Task description: Go through the entries below and print, exactly, the lines starting at the one with "use depwatch_core::types::OutputMode;" and ending at the one with "pub struct Cli", keeping both ends and no others.

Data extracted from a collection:

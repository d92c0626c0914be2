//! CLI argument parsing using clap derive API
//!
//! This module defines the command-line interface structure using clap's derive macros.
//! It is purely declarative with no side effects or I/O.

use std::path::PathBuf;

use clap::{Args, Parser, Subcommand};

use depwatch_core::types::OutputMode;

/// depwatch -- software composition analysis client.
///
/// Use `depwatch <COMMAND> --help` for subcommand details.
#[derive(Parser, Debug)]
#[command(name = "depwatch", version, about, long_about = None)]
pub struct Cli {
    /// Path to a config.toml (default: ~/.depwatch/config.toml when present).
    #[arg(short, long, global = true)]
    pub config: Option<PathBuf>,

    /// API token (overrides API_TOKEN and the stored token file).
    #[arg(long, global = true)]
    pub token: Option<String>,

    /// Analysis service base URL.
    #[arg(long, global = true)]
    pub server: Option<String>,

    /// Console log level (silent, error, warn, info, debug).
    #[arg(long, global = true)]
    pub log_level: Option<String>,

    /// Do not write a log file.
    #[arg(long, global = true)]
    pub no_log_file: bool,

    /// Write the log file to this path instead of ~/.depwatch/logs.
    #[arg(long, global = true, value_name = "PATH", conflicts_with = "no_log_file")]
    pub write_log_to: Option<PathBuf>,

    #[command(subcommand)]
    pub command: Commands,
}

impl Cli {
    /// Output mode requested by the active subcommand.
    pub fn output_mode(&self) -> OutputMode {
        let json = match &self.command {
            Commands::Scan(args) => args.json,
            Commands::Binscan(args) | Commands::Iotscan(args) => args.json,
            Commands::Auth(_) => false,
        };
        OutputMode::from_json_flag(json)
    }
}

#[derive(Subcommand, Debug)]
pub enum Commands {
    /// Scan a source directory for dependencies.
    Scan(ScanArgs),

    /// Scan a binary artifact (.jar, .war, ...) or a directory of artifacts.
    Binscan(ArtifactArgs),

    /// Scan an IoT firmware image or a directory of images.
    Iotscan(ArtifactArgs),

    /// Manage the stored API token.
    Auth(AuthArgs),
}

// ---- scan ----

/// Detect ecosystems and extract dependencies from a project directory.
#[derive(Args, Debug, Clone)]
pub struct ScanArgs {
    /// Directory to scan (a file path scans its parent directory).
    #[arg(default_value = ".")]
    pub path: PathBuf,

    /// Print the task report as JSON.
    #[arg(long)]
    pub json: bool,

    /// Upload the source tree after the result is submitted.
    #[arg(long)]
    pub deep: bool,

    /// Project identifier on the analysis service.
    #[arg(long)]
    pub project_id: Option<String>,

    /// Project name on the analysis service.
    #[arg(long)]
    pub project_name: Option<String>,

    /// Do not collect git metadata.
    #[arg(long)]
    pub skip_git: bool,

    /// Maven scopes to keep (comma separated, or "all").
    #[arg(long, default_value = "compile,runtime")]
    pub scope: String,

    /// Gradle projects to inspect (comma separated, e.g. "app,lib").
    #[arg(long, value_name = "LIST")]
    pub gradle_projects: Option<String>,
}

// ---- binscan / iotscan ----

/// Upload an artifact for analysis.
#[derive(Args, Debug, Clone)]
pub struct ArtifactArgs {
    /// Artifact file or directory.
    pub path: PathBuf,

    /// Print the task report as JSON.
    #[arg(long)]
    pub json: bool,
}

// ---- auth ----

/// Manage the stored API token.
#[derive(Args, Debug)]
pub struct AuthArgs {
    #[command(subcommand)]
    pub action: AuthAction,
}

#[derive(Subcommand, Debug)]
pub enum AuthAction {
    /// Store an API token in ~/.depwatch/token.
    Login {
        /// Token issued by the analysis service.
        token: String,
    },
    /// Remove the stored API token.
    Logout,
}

Response to the task:
use depwatch_core::types::OutputMode;

/// depwatch -- software composition analysis client.
///
/// Use `depwatch <COMMAND> --help` for subcommand details.
#[derive(Parser, Debug)]
#[command(name = "depwatch", version, about, long_about = None)]
pub struct Cli {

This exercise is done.